I guess this is one of those issues where I don't understand how anyone could not think the Supreme Court would uphold Congress' efforts at banning a commercial service, viz., abortion. (Absent the right to privacy protection, naturally.)
10.29.2007 1:29pm
David M. Nieporent (www):
I'm also with Ilya. I don't see how anybody could think that the court would not find abortion to fit within the ambit of the Commerce Clause, given that it is a commercial activity, unlike rape or gun-carrying. I think the vote would be 8-1 if it were challenged on that basis. Perhaps 7-2, but Scalia's pretty faint-hearted.
10.29.2007 4:02pm
M. Simon (mail) (www):
I have a question. How can the law allow one product that performs a certain function and not allow another product that fills the same function? Isn't that restraint of trade? I'm going to put up here a lot of a post I did on the subject. Perhaps some one can give me an answer:

Suppose you have a machine that depends for its proper operation on wooden pegs in wooden holes. Say that it has been traditional, if wooden pegs were not available, that brass pegs were an accepted substitute. Now suppose the government outlawed the use of brass pegs and decreed that if you didn't have wooden pegs only gold pegs were acceptable. Would that be right?

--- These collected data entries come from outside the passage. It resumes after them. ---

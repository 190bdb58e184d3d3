//! Covariance-based (Kriging) reconstruction
//!
//! Covariance between coordinates is `exp(-theta * d^2)`, with optional
//! wrap-around distance per configured axis. Small observation sets factor
//! the full covariance matrix once; past `local_k` observations each
//! prediction solves a system restricted to its nearest neighbors instead.
//! A singular solve is retried once with escalated jitter before the
//! failure surfaces, so callers can fall back to another strategy.

use nalgebra::linalg::Cholesky;
use nalgebra::{DMatrix, DVector, Dyn};

use crate::config::KrigingConfig;
use crate::distance::periodic_squared_euclidean;
use crate::error::{FieldError, Result};
use crate::index::{Neighbor, StaticNeighborIndex};
use crate::mapping::Mapping;
use crate::types::Sample;

/// Jitter multiplier applied on the single retry of a failed factorization.
const JITTER_ESCALATION: f64 = 1e4;

#[derive(Debug)]
enum Strategy {
    /// Factored once over all observations.
    Global { cholesky: Chol, alpha: DVector<f64> },
    /// Per-query solve over the nearest `local_k` observations.
    Local,
}

type Chol = Cholesky<f64, Dyn>;

#[derive(Debug)]
pub struct KrigingMapping {
    observations: Vec<Sample>,
    dimension_size: i64,
    config: KrigingConfig,
    periodic: Vec<bool>,
    knn: StaticNeighborIndex,
    strategy: Strategy,
}

impl KrigingMapping {
    /// Build a mapping over `observations` on a grid of `dimensions` axes
    /// of `dimension_size` points each. Fails on inconsistent config or an
    /// unfactorable global system.
    pub fn new(
        observations: Vec<Sample>,
        dimensions: usize,
        dimension_size: i64,
        config: KrigingConfig,
    ) -> Result<Self> {
        config.validate(dimensions)?;
        let periodic = if config.periodic.is_empty() {
            vec![false; dimensions]
        } else {
            config.periodic.clone()
        };
        let knn = StaticNeighborIndex::build(&observations);

        let use_local = config.local_neighborhood && observations.len() > config.local_k;
        let strategy = if use_local || observations.is_empty() {
            Strategy::Local
        } else {
            let (cholesky, alpha) = Self::train_global(
                &observations,
                dimension_size,
                &config,
                &periodic,
            )?;
            Strategy::Global { cholesky, alpha }
        };

        Ok(Self {
            observations,
            dimension_size,
            config,
            periodic,
            knn,
            strategy,
        })
    }

    pub fn observation_count(&self) -> usize {
        self.observations.len()
    }

    fn covariance_of(
        x: &[i64],
        y: &[i64],
        theta: f64,
        dimension_size: i64,
        periodic: &[bool],
    ) -> f64 {
        let d2 = periodic_squared_euclidean(x, y, dimension_size, periodic);
        (-theta * d2).exp()
    }

    fn covariance(&self, x: &[i64], y: &[i64]) -> f64 {
        Self::covariance_of(x, y, self.config.theta, self.dimension_size, &self.periodic)
    }

    /// Factor `C + jitter*I`; one retry with escalated jitter, then the
    /// numerical failure propagates.
    fn factor(build: impl Fn(f64) -> DMatrix<f64>, jitter: f64, n: usize) -> Result<Chol> {
        Cholesky::new(build(jitter))
            .or_else(|| Cholesky::new(build(jitter * JITTER_ESCALATION)))
            .ok_or_else(|| FieldError::Singular(format!("{n}x{n} covariance system")))
    }

    fn train_global(
        observations: &[Sample],
        dimension_size: i64,
        config: &KrigingConfig,
        periodic: &[bool],
    ) -> Result<(Chol, DVector<f64>)> {
        let n = observations.len();
        let build = |jitter: f64| {
            DMatrix::from_fn(n, n, |i, j| {
                let cov = Self::covariance_of(
                    &observations[i].coords,
                    &observations[j].coords,
                    config.theta,
                    dimension_size,
                    periodic,
                );
                if i == j {
                    cov + jitter
                } else {
                    cov
                }
            })
        };
        let cholesky = Self::factor(build, config.jitter, n)?;
        let y = DVector::from_iterator(n, observations.iter().map(|s| s.value));
        let alpha = cholesky.solve(&y);
        Ok((cholesky, alpha))
    }

    /// Neighborhood + factored local covariance for one query.
    fn local_system(&self, coords: &[i64]) -> Result<(Vec<Neighbor>, Chol)> {
        let neighbors = self.knn.k_nearest(coords, self.config.local_k);
        let m = neighbors.len();
        let build = |jitter: f64| {
            DMatrix::from_fn(m, m, |i, j| {
                let cov = self.covariance(&neighbors[i].coords, &neighbors[j].coords);
                if i == j {
                    cov + jitter
                } else {
                    cov
                }
            })
        };
        let cholesky = Self::factor(build, self.config.jitter, m)?;
        Ok((neighbors, cholesky))
    }

    /// Predictive uncertainty `1 - k^T C^-1 k`, clamped non-negative.
    /// Returns maximum uncertainty (1.0) with no observations.
    pub fn variance(&self, coords: &[i64]) -> Result<f64> {
        if self.observations.is_empty() {
            return Ok(1.0);
        }
        let var = match &self.strategy {
            Strategy::Local => {
                let (neighbors, cholesky) = self.local_system(coords)?;
                let k_vec = DVector::from_iterator(
                    neighbors.len(),
                    neighbors.iter().map(|n| self.covariance(coords, &n.coords)),
                );
                1.0 - k_vec.dot(&cholesky.solve(&k_vec))
            }
            Strategy::Global { cholesky, .. } => {
                let k_vec = DVector::from_iterator(
                    self.observations.len(),
                    self.observations
                        .iter()
                        .map(|s| self.covariance(coords, &s.coords)),
                );
                1.0 - k_vec.dot(&cholesky.solve(&k_vec))
            }
        };
        Ok(var.max(0.0))
    }
}

impl Mapping for KrigingMapping {
    fn predict(&self, coords: &[i64]) -> Result<f64> {
        if self.observations.is_empty() {
            return Ok(0.0);
        }

        // Observed coordinates answer exactly (integer grid, so a zero
        // nearest distance is an exact hit).
        if let Some(hit) = self.knn.k_nearest(coords, 1).first() {
            if hit.distance == 0.0 {
                return Ok(hit.value);
            }
        }

        match &self.strategy {
            Strategy::Local => {
                let (neighbors, cholesky) = self.local_system(coords)?;
                let y = DVector::from_iterator(
                    neighbors.len(),
                    neighbors.iter().map(|n| n.value),
                );
                let alpha = cholesky.solve(&y);
                let k_vec = DVector::from_iterator(
                    neighbors.len(),
                    neighbors.iter().map(|n| self.covariance(coords, &n.coords)),
                );
                Ok(k_vec.dot(&alpha))
            }
            Strategy::Global { alpha, .. } => {
                let k_vec = DVector::from_iterator(
                    self.observations.len(),
                    self.observations
                        .iter()
                        .map(|s| self.covariance(coords, &s.coords)),
                );
                Ok(k_vec.dot(alpha))
            }
        }
    }
}

#[cfg(test)]
mod tests {
    use super::*;

    fn obs(points: &[(Vec<i64>, f64)]) -> Vec<Sample> {
        points
            .iter()
            .map(|(c, v)| Sample::new(c.clone(), *v))
            .collect()
    }

    fn line_observations(step: i64, count: i64) -> Vec<Sample> {
        (0..count)
            .map(|i| Sample::new(vec![i * step], (i * step) as f64))
            .collect()
    }

    #[test]
    fn test_exact_match_global() {
        let mapping = KrigingMapping::new(
            obs(&[(vec![1, 1], 3.0), (vec![4, 2], -1.0), (vec![0, 3], 0.5)]),
            2,
            8,
            KrigingConfig::default(),
        )
        .unwrap();
        assert_eq!(mapping.predict(&[4, 2]).unwrap(), -1.0);
        assert_eq!(mapping.predict(&[1, 1]).unwrap(), 3.0);
    }

    #[test]
    fn test_exact_match_local() {
        let mapping = KrigingMapping::new(
            line_observations(1, 10),
            1,
            10,
            KrigingConfig::default().with_local_k(4),
        )
        .unwrap();
        assert!(matches!(mapping.strategy, Strategy::Local));
        assert_eq!(mapping.predict(&[7]).unwrap(), 7.0);
    }

    #[test]
    fn test_global_interpolates_between_neighbors() {
        // Even coordinates observed on a line; the gap at 5 should land
        // near the local trend.
        let mapping = KrigingMapping::new(
            line_observations(2, 5),
            1,
            10,
            KrigingConfig::default().with_theta(0.5),
        )
        .unwrap();
        let pred = mapping.predict(&[5]).unwrap();
        assert!((pred - 5.0).abs() < 1.0, "prediction {} too far from 5", pred);
    }

    #[test]
    fn test_local_interpolates_between_neighbors() {
        let mapping = KrigingMapping::new(
            line_observations(2, 10),
            1,
            20,
            KrigingConfig::default().with_theta(0.5).with_local_k(4),
        )
        .unwrap();
        assert!(matches!(mapping.strategy, Strategy::Local));
        let pred = mapping.predict(&[5]).unwrap();
        assert!((pred - 5.0).abs() < 1.0, "prediction {} too far from 5", pred);
    }

    #[test]
    fn test_variance_low_at_observation_high_far_away() {
        let mapping = KrigingMapping::new(
            line_observations(2, 10),
            1,
            100,
            KrigingConfig::default().with_theta(0.5),
        )
        .unwrap();
        assert!(mapping.variance(&[4]).unwrap() < 0.1);
        assert!(mapping.variance(&[99]).unwrap() > 0.9);
    }

    #[test]
    fn test_periodic_axis_wraps() {
        let config = KrigingConfig::default()
            .with_theta(0.5)
            .with_periodic(vec![true]);
        let mapping = KrigingMapping::new(
            obs(&[(vec![0], 5.0), (vec![5], 1.0)]),
            1,
            10,
            config,
        )
        .unwrap();
        // 9 is one step from 0 across the seam, mirroring 1.
        let wrapped = mapping.predict(&[9]).unwrap();
        let direct = mapping.predict(&[1]).unwrap();
        assert!((wrapped - direct).abs() < 1e-9);

        // Without the flag the seam query sits far from everything.
        let flat = KrigingMapping::new(
            obs(&[(vec![0], 5.0), (vec![5], 1.0)]),
            1,
            10,
            KrigingConfig::default().with_theta(0.5),
        )
        .unwrap();
        assert!((flat.predict(&[9]).unwrap() - wrapped).abs() > 0.5);
    }

    #[test]
    fn test_periodic_flag_arity_rejected() {
        let result = KrigingMapping::new(
            obs(&[(vec![0, 0], 1.0)]),
            2,
            8,
            KrigingConfig::default().with_periodic(vec![true]),
        );
        assert!(matches!(result, Err(FieldError::InvalidConfig(_))));
    }

    #[test]
    fn test_empty_observations() {
        let mapping =
            KrigingMapping::new(Vec::new(), 2, 8, KrigingConfig::default()).unwrap();
        assert_eq!(mapping.predict(&[3, 3]).unwrap(), 0.0);
        assert_eq!(mapping.variance(&[3, 3]).unwrap(), 1.0);
    }
}
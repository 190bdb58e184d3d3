//! Batch k-nearest-neighbor index
//!
//! Built once from a snapshot of samples (balanced median construction,
//! axes cycling by depth) and queried read-only during reconstruction.

use std::cmp::Ordering;
use std::collections::BinaryHeap;

use crate::distance::euclidean;
use crate::types::Sample;

type NodeId = usize;

/// One k-NN result, closest first in the returned batch.
#[derive(Debug, Clone, PartialEq)]
pub struct Neighbor {
    pub distance: f64,
    pub value: f64,
    pub coords: Vec<i64>,
}

#[derive(Debug)]
struct KdNode {
    sample: Sample,
    left: Option<NodeId>,
    right: Option<NodeId>,
}

/// Max-heap entry ordered by distance; the heap keeps the k best seen.
#[derive(Debug)]
struct HeapEntry {
    dist: f64,
    node: NodeId,
}

impl PartialEq for HeapEntry {
    fn eq(&self, other: &Self) -> bool {
        self.dist.total_cmp(&other.dist) == Ordering::Equal
    }
}

impl Eq for HeapEntry {}

impl PartialOrd for HeapEntry {
    fn partial_cmp(&self, other: &Self) -> Option<Ordering> {
        Some(self.cmp(other))
    }
}

impl Ord for HeapEntry {
    fn cmp(&self, other: &Self) -> Ordering {
        self.dist.total_cmp(&other.dist)
    }
}

/// Immutable k-d tree over a sample snapshot.
#[derive(Debug)]
pub struct StaticNeighborIndex {
    dimensions: usize,
    nodes: Vec<KdNode>,
    root: Option<NodeId>,
}

impl StaticNeighborIndex {
    pub fn build(samples: &[Sample]) -> Self {
        let dimensions = samples.first().map_or(0, |s| s.coords.len());
        let mut index = Self {
            dimensions,
            nodes: Vec::with_capacity(samples.len()),
            root: None,
        };
        let mut working: Vec<Sample> = samples.to_vec();
        index.root = index.build_recursive(&mut working, 0);
        index
    }

    pub fn len(&self) -> usize {
        self.nodes.len()
    }

    pub fn is_empty(&self) -> bool {
        self.nodes.is_empty()
    }

    fn build_recursive(&mut self, samples: &mut [Sample], depth: usize) -> Option<NodeId> {
        if samples.is_empty() {
            return None;
        }
        let axis = depth % self.dimensions;
        samples.sort_by_key(|s| s.coords[axis]);
        let median = samples.len() / 2;

        let id = self.nodes.len();
        self.nodes.push(KdNode {
            sample: samples[median].clone(),
            left: None,
            right: None,
        });

        let (below, rest) = samples.split_at_mut(median);
        let above = &mut rest[1..];
        let left = self.build_recursive(below, depth + 1);
        let right = self.build_recursive(above, depth + 1);
        self.nodes[id].left = left;
        self.nodes[id].right = right;
        Some(id)
    }

    /// The `k` stored samples closest to `query`, ascending by Euclidean
    /// distance. Fewer than `k` are returned when the index is smaller.
    pub fn k_nearest(&self, query: &[i64], k: usize) -> Vec<Neighbor> {
        let root = match self.root {
            Some(root) if k > 0 => root,
            _ => return Vec::new(),
        };
        let mut heap: BinaryHeap<HeapEntry> = BinaryHeap::with_capacity(k + 1);
        self.search(root, query, k, 0, &mut heap);
        heap.into_sorted_vec()
            .into_iter()
            .map(|entry| {
                let sample = &self.nodes[entry.node].sample;
                Neighbor {
                    distance: entry.dist,
                    value: sample.value,
                    coords: sample.coords.clone(),
                }
            })
            .collect()
    }

    fn search(
        &self,
        id: NodeId,
        query: &[i64],
        k: usize,
        depth: usize,
        heap: &mut BinaryHeap<HeapEntry>,
    ) {
        let node = &self.nodes[id];
        let dist = euclidean(query, &node.sample.coords);
        if heap.len() < k {
            heap.push(HeapEntry { dist, node: id });
        } else if dist < heap.peek().map_or(f64::INFINITY, |e| e.dist) {
            heap.pop();
            heap.push(HeapEntry { dist, node: id });
        }

        let axis = depth % self.dimensions;
        let diff = (query[axis] - node.sample.coords[axis]) as f64;
        let (near, far) = if diff < 0.0 {
            (node.left, node.right)
        } else {
            (node.right, node.left)
        };

        if let Some(near) = near {
            self.search(near, query, k, depth + 1, heap);
        }
        let worst = heap.peek().map_or(f64::INFINITY, |e| e.dist);
        if let Some(far) = far {
            if heap.len() < k || diff.abs() < worst {
                self.search(far, query, k, depth + 1, heap);
            }
        }
    }
}
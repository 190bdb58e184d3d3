//! Adaptive sampling models
//!
//! Scheduler-driven sampling with a reconstruction mapping trained once
//! the query budget is spent, plus a constant baseline for calibration.

use ahash::AHashMap;

use crate::config::{GridConfig, IdwConfig, KrigingConfig, SchedulerConfig};
use crate::error::Result;
use crate::index::SpatialIndex;
use crate::mapping::{InverseDistanceMapping, KrigingMapping, Mapping};
use crate::model::FieldModel;
use crate::sampling::QueryScheduler;
use crate::types::Sample;

/// Observation set with overwrite-in-place semantics plus the spatial
/// index that answers pre-training lookups.
#[derive(Debug)]
struct ObservationSet {
    index: SpatialIndex,
    samples: Vec<Sample>,
    positions: AHashMap<Vec<i64>, usize>,
}

impl ObservationSet {
    fn new(grid: &GridConfig) -> Self {
        Self {
            index: SpatialIndex::new(grid.dimensions, grid.dimension_size),
            samples: Vec::new(),
            positions: AHashMap::new(),
        }
    }

    fn record(&mut self, coords: &[i64], value: f64) -> Result<()> {
        self.index.insert(coords, value)?;
        match self.positions.get(coords) {
            Some(&at) => self.samples[at].value = value,
            None => {
                self.positions.insert(coords.to_vec(), self.samples.len());
                self.samples.push(Sample::new(coords.to_vec(), value));
            }
        }
        Ok(())
    }
}

// ===== IDW model =====

/// Adaptive sampler reconstructing through distance-weighted averaging.
#[derive(Debug)]
pub struct IdwModel {
    grid: GridConfig,
    scheduler: QueryScheduler,
    observations: ObservationSet,
    idw: IdwConfig,
    mapping: Option<InverseDistanceMapping>,
    recorded: usize,
}

impl IdwModel {
    pub fn new(grid: GridConfig, scheduler: SchedulerConfig, idw: IdwConfig) -> Result<Self> {
        grid.validate()?;
        Ok(Self {
            grid,
            scheduler: QueryScheduler::new(grid.dimensions, grid.dimension_size, scheduler),
            observations: ObservationSet::new(&grid),
            idw,
            mapping: None,
            recorded: 0,
        })
    }
}

impl FieldModel for IdwModel {
    fn next_query(&mut self) -> Result<Vec<i64>> {
        Ok(self.scheduler.next_query())
    }

    fn record(&mut self, coords: &[i64], value: f64) -> Result<()> {
        self.scheduler.record(coords, value)?;
        self.observations.record(coords, value)?;
        self.recorded += 1;
        if self.recorded == self.grid.total_queries {
            self.mapping = Some(InverseDistanceMapping::new(
                &self.observations.samples,
                self.idw.clone(),
            ));
        }
        Ok(())
    }

    fn value_at(&self, coords: &[i64]) -> Result<f64> {
        match &self.mapping {
            Some(mapping) => mapping.predict(coords),
            // Pre-training: observed value, or the sparse default.
            None => self.observations.index.get(coords),
        }
    }
}

// ===== Kriging model =====

/// Adaptive sampler reconstructing through covariance-based regression.
#[derive(Debug)]
pub struct KrigingModel {
    grid: GridConfig,
    scheduler: QueryScheduler,
    observations: ObservationSet,
    kriging: KrigingConfig,
    mapping: Option<KrigingMapping>,
    recorded: usize,
}

impl KrigingModel {
    pub fn new(
        grid: GridConfig,
        scheduler: SchedulerConfig,
        kriging: KrigingConfig,
    ) -> Result<Self> {
        grid.validate()?;
        kriging.validate(grid.dimensions)?;
        Ok(Self {
            grid,
            scheduler: QueryScheduler::new(grid.dimensions, grid.dimension_size, scheduler),
            observations: ObservationSet::new(&grid),
            kriging,
            mapping: None,
            recorded: 0,
        })
    }

    /// Trained mapping, available once the budget is exhausted. Exposes
    /// predictive variance beyond the plain model contract.
    pub fn mapping(&self) -> Option<&KrigingMapping> {
        self.mapping.as_ref()
    }
}

impl FieldModel for KrigingModel {
    fn next_query(&mut self) -> Result<Vec<i64>> {
        Ok(self.scheduler.next_query())
    }

    fn record(&mut self, coords: &[i64], value: f64) -> Result<()> {
        self.scheduler.record(coords, value)?;
        self.observations.record(coords, value)?;
        self.recorded += 1;
        if self.recorded == self.grid.total_queries {
            self.mapping = Some(KrigingMapping::new(
                self.observations.samples.clone(),
                self.grid.dimensions,
                self.grid.dimension_size,
                self.kriging.clone(),
            )?);
        }
        Ok(())
    }

    fn value_at(&self, coords: &[i64]) -> Result<f64> {
        match &self.mapping {
            Some(mapping) => mapping.predict(coords),
            None => self.observations.index.get(coords),
        }
    }
}

// ===== Baseline =====

/// Constant-prediction floor for benchmark calibration: always queries the
/// grid origin and predicts one fixed value.
#[derive(Debug)]
pub struct BaselineModel {
    grid: GridConfig,
    constant: f64,
}

impl BaselineModel {
    pub fn new(grid: GridConfig, constant: f64) -> Self {
        Self { grid, constant }
    }
}

impl FieldModel for BaselineModel {
    fn next_query(&mut self) -> Result<Vec<i64>> {
        Ok(vec![0; self.grid.dimensions])
    }

    fn record(&mut self, _coords: &[i64], _value: f64) -> Result<()> {
        Ok(())
    }

    fn value_at(&self, _coords: &[i64]) -> Result<f64> {
        Ok(self.constant)
    }
}

#[cfg(test)]
mod tests {
    use super::*;
    use crate::model::{run, FieldSink};

    fn grid(queries: usize) -> GridConfig {
        GridConfig::new(2, 5, queries)
    }

    fn seeded_scheduler() -> SchedulerConfig {
        SchedulerConfig::default().with_seed(11)
    }

    #[test]
    fn test_pre_training_default_is_observed_or_zero() {
        let mut model = IdwModel::new(grid(10), seeded_scheduler(), IdwConfig::default()).unwrap();
        model.record(&[1, 1], 5.0).unwrap();
        assert_eq!(model.value_at(&[1, 1]).unwrap(), 5.0);
        assert_eq!(model.value_at(&[0, 0]).unwrap(), 0.0);
    }

    #[test]
    fn test_training_triggers_on_budget_exhaustion() {
        let mut model = IdwModel::new(grid(3), seeded_scheduler(), IdwConfig::default()).unwrap();
        for i in 0..3 {
            let q = model.next_query().unwrap();
            model.record(&q, i as f64).unwrap();
        }
        assert!(model.mapping.is_some());
    }

    #[test]
    fn test_idw_model_exact_at_observed() {
        let g = grid(8);
        let mut model = IdwModel::new(g, seeded_scheduler(), IdwConfig::default()).unwrap();
        let mut observed = Vec::new();
        for _ in 0..8 {
            let q = model.next_query().unwrap();
            let v = (q[0] * 10 + q[1]) as f64;
            model.record(&q, v).unwrap();
            observed.push((q, v));
        }
        for (coords, value) in observed {
            assert_eq!(model.value_at(&coords).unwrap(), value);
        }
    }

    #[test]
    fn test_overwrite_keeps_single_observation() {
        let mut model = IdwModel::new(grid(10), seeded_scheduler(), IdwConfig::default()).unwrap();
        model.record(&[2, 2], 1.0).unwrap();
        model.record(&[2, 2], 4.0).unwrap();
        assert_eq!(model.observations.samples.len(), 1);
        assert_eq!(model.observations.samples[0].value, 4.0);
        assert_eq!(model.value_at(&[2, 2]).unwrap(), 4.0);
    }

    #[test]
    fn test_kriging_model_exact_at_observed() {
        let g = grid(6);
        let mut model =
            KrigingModel::new(g, seeded_scheduler(), KrigingConfig::default()).unwrap();
        let mut observed = Vec::new();
        for _ in 0..6 {
            let q = model.next_query().unwrap();
            let v = (q[0] - q[1]) as f64;
            model.record(&q, v).unwrap();
            observed.push((q, v));
        }
        assert!(model.mapping().is_some());
        for (coords, value) in observed {
            assert!((model.value_at(&coords).unwrap() - value).abs() < 1e-9);
        }
        // Trained mapping exposes uncertainty.
        let var = model.mapping().unwrap().variance(&[2, 2]).unwrap();
        assert!(var >= 0.0);
    }

    #[test]
    fn test_baseline_through_driver() {
        let g = GridConfig::new(2, 4, 5);
        let mut model = BaselineModel::new(g, 0.335);
        let mut oracle = |_: &[i64]| 1.0;
        let mut sink = FieldSink::new(2, 4);
        run(&mut model, &mut oracle, &mut sink, &g).unwrap();
        for v in sink.field().as_slice() {
            assert_eq!(*v, 0.335);
        }
    }
}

What am I getting at? Brain chemistry.

The holes are receptors. The wooden pegs are the body's naturally made receptor fillers. The brass pegs are substances you imbibe (in one way or another) to make up for a lack in the bodies' natural chemistry. What would the gold pegs be? Dr. prescribed medicines.

===

You can read the rest at:

Round Pegs In Round Holes.
10.29.2007 4:43pm
JosephSlater (mail):
On the merits I'm with Zooba, but Eli Rabett wins the thread.
10.29.2007 5:44pm
byomtov (mail):
Is everyone here sane?

Who in their right mind thinks, if Roe is overturned, that the Court will strike down or approve a Congressional ban on abortion based on fine constitutional arguments rather than the policy preferences of the Justices? Who imagines that a Court that overturns Roe would declare unconstitutional a federal law outlawing abortion nationwide?
10.29.2007 10:16pm
AK (mail):
Duh. Of course the Court reached the Commerce Clause issue. I was thinking of the partial-birth abortion case. Apologies to all.
11.1.2007 1:05pm
_Jon (mail) (www):
I am curious as to your thoughts on a Constitutional Amendment that would clarify (and hopefully tighten) the Commerce Clause so that it would no be abused by Congress as it has been.